At the top of the pyramid were "general distributors." They were former direct distributors who had recruited for Bestline two other direct distributors and paid Bestline $600, ostensibly to help Bestline offset the cost of operating its general distributors school which they were never required to attend.21 General distributors were entitled to purchase Bestline products at 40% of the retail price and to sell them to consumers or to local or direct distributors. They were also entitled to continue recruiting direct distributors. For each direct distributorship a general distributor sold, Bestline paid him a $400 commission.22 A general distributor therefore needed to sell nine direct distributorships or $6,000 worth of soap products to recoup his $3,600 investment. Considering that the typical home sales party usually grossed no more than $75 to $100 in sales, it would take a general distributor, operating at a 60% profit margin, from a year to a year and a half, at a party a week, to recoup his initial investment. A direct distributor, operating at a 48% profit margin, would take about the same amount of time to recoup his investment.

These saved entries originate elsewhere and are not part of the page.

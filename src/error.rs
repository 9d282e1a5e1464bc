// HTTP API Error Types
use axum::{http::StatusCode, response::IntoResponse, Json};
use serde_json::{json, Value};
use std::collections::HashMap;

use crate::database::manager::DatabaseError;
use crate::experience::progression::ProgressionError;
use crate::level::LevelTableError;
use crate::services::experience_service::ExperienceError;

/// HTTP API error with appropriate status codes and client-friendly messages
#[derive(Debug)]
pub enum ApiError {
    // 400 Bad Request
    BadRequest(String),
    ValidationError {
        message: String,
        field_errors: Option<HashMap<String, String>>,
    },

    // 401 Unauthorized
    Unauthorized(String),

    // 403 Forbidden
    Forbidden(String),

    // 404 Not Found
    NotFound(String),

    // 409 Conflict
    Conflict(String),

    // 500 Internal Server Error
    InternalServerError(String),

    // 503 Service Unavailable
    ServiceUnavailable(String),
}

impl ApiError {
    /// Get HTTP status code
    pub fn status_code(&self) -> u16 {
        match self {
            ApiError::BadRequest(_) => 400,
            ApiError::ValidationError { .. } => 400,
            ApiError::Unauthorized(_) => 401,
            ApiError::Forbidden(_) => 403,
            ApiError::NotFound(_) => 404,
            ApiError::Conflict(_) => 409,
            ApiError::InternalServerError(_) => 500,
            ApiError::ServiceUnavailable(_) => 503,
        }
    }

    /// Get client-safe error message
    pub fn message(&self) -> &str {
        match self {
            ApiError::BadRequest(msg) => msg,
            ApiError::ValidationError { message, .. } => message,
            ApiError::Unauthorized(msg) => msg,
            ApiError::Forbidden(msg) => msg,
            ApiError::NotFound(msg) => msg,
            ApiError::Conflict(msg) => msg,
            ApiError::InternalServerError(msg) => msg,
            ApiError::ServiceUnavailable(msg) => msg,
        }
    }

    /// Convert to JSON response body
    pub fn to_json(&self) -> Value {
        match self {
            ApiError::ValidationError {
                message,
                field_errors,
            } => {
                let mut response = json!({
                    "error": true,
                    "message": message,
                    "code": "VALIDATION_ERROR"
                });

                if let Some(field_errors) = field_errors {
                    response["field_errors"] = json!(field_errors);
                }

                response
            }
            _ => {
                json!({
                    "error": true,
                    "message": self.message(),
                    "code": self.error_code()
                })
            }
        }
    }

    /// Get error code for client handling
    pub fn error_code(&self) -> &'static str {
        match self {
            ApiError::BadRequest(_) => "BAD_REQUEST",
            ApiError::ValidationError { .. } => "VALIDATION_ERROR",
            ApiError::Unauthorized(_) => "UNAUTHORIZED",
            ApiError::Forbidden(_) => "FORBIDDEN",
            ApiError::NotFound(_) => "NOT_FOUND",
            ApiError::Conflict(_) => "CONFLICT",
            ApiError::InternalServerError(_) => "INTERNAL_SERVER_ERROR",
            ApiError::ServiceUnavailable(_) => "SERVICE_UNAVAILABLE",
        }
    }
}

// Static constructor methods
impl ApiError {
    pub fn bad_request(message: impl Into<String>) -> Self {
        ApiError::BadRequest(message.into())
    }

    pub fn validation_error(
        message: impl Into<String>,
        field_errors: Option<HashMap<String, String>>,
    ) -> Self {
        ApiError::ValidationError {
            message: message.into(),
            field_errors,
        }
    }

    pub fn unauthorized(message: impl Into<String>) -> Self {
        ApiError::Unauthorized(message.into())
    }

    pub fn forbidden(message: impl Into<String>) -> Self {
        ApiError::Forbidden(message.into())
    }

    pub fn not_found(message: impl Into<String>) -> Self {
        ApiError::NotFound(message.into())
    }

    pub fn conflict(message: impl Into<String>) -> Self {
        ApiError::Conflict(message.into())
    }

    pub fn internal_server_error(message: impl Into<String>) -> Self {
        ApiError::InternalServerError(message.into())
    }

    pub fn service_unavailable(message: impl Into<String>) -> Self {
        ApiError::ServiceUnavailable(message.into())
    }
}

// Convert other error types to ApiError
impl From<DatabaseError> for ApiError {
    fn from(err: DatabaseError) -> Self {
        match err {
            DatabaseError::ConfigMissing(_) | DatabaseError::InvalidDatabaseUrl => {
                tracing::error!("Database configuration error: {}", err);
                ApiError::service_unavailable("Database not configured")
            }
            DatabaseError::Sqlx(sqlx::Error::PoolTimedOut) | DatabaseError::Sqlx(sqlx::Error::Io(_)) => {
                ApiError::service_unavailable("Database temporarily unavailable")
            }
            DatabaseError::Sqlx(sqlx_err) => {
                // Log the real error but return generic message
                tracing::error!("SQLx error: {}", sqlx_err);
                ApiError::internal_server_error("An error occurred while processing your request")
            }
        }
    }
}

impl From<LevelTableError> for ApiError {
    fn from(err: LevelTableError) -> Self {
        match err {
            LevelTableError::Database(db_err) => db_err.into(),
            other => {
                // Table shape errors are caught at startup; reaching here means
                // the backing rows changed out from under a running server.
                tracing::error!("Level table configuration error: {}", other);
                ApiError::internal_server_error("Level configuration error")
            }
        }
    }
}

impl From<ExperienceError> for ApiError {
    fn from(err: ExperienceError) -> Self {
        match err {
            ExperienceError::InvalidGrantAmount { amount, max } => {
                let mut field_errors = HashMap::new();
                field_errors.insert(
                    "amount".to_string(),
                    format!("must be between 1 and {}, got {}", max, amount),
                );
                ApiError::validation_error("Invalid grant amount", Some(field_errors))
            }
            ExperienceError::Conflict(attempts) => ApiError::conflict(format!(
                "Experience update conflicted after {} attempts, please retry",
                attempts
            )),
            ExperienceError::Progression(ProgressionError::NegativeExperience(exp)) => {
                ApiError::bad_request(format!("experience must be non-negative, got {}", exp))
            }
            ExperienceError::Progression(prog_err) => {
                tracing::error!("Level table configuration error: {}", prog_err);
                ApiError::internal_server_error("Level configuration error")
            }
            ExperienceError::LevelTable(table_err) => table_err.into(),
            ExperienceError::Database(db_err) => db_err.into(),
        }
    }
}

// Standard error trait implementations
impl std::fmt::Display for ApiError {
    fn fmt(&self, f: &mut std::fmt::Formatter<'_>) -> std::fmt::Result {
        write!(f, "{}", self.message())
    }
}

impl std::error::Error for ApiError {}

// Automatic HTTP response conversion for Axum
impl IntoResponse for ApiError {
    fn into_response(self) -> axum::response::Response {
        let status =
            StatusCode::from_u16(self.status_code()).unwrap_or(StatusCode::INTERNAL_SERVER_ERROR);
        (status, Json(self.to_json())).into_response()
    }
}

#[cfg(test)]
mod tests {
    use super::*;

    #[test]
    fn status_codes_match_variants() {
        assert_eq!(ApiError::bad_request("x").status_code(), 400);
        assert_eq!(ApiError::unauthorized("x").status_code(), 401);
        assert_eq!(ApiError::forbidden("x").status_code(), 403);
        assert_eq!(ApiError::conflict("x").status_code(), 409);
        assert_eq!(ApiError::service_unavailable("x").status_code(), 503);
    }

    #[test]
    fn validation_error_includes_field_errors() {
        let mut fields = HashMap::new();
        fields.insert("amount".to_string(), "out of range".to_string());
        let err = ApiError::validation_error("Invalid grant amount", Some(fields));
        let body = err.to_json();
        assert_eq!(body["code"], "VALIDATION_ERROR");
        assert_eq!(body["field_errors"]["amount"], "out of range");
    }

    #[test]
    fn invalid_grant_amount_maps_to_validation_error() {
        let err: ApiError = ExperienceError::InvalidGrantAmount {
            amount: 0,
            max: 10_000,
        }
        .into();
        assert_eq!(err.status_code(), 400);
        assert_eq!(err.error_code(), "VALIDATION_ERROR");
    }
}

It proved to be well nigh impossible for a general or direct distributor to make any money selling soap. They thus devoted their time and efforts to selling direct distributorships which they believed would net them substantial commissions. Bestline encouraged them to sell such distributorships rather than soap products because Bestline could earn far more from the sale of distributorships than from the sale of soap products. Bestline's profits were even greater if a direct distributor, after paying Bestline for his distributorship, chose not to take delivery of the soap to which he was entitled, for in such a case Bestline made a profit of at least $2,600.23 It was not at all uncommon for a direct distributor to request that none of his soap products be delivered.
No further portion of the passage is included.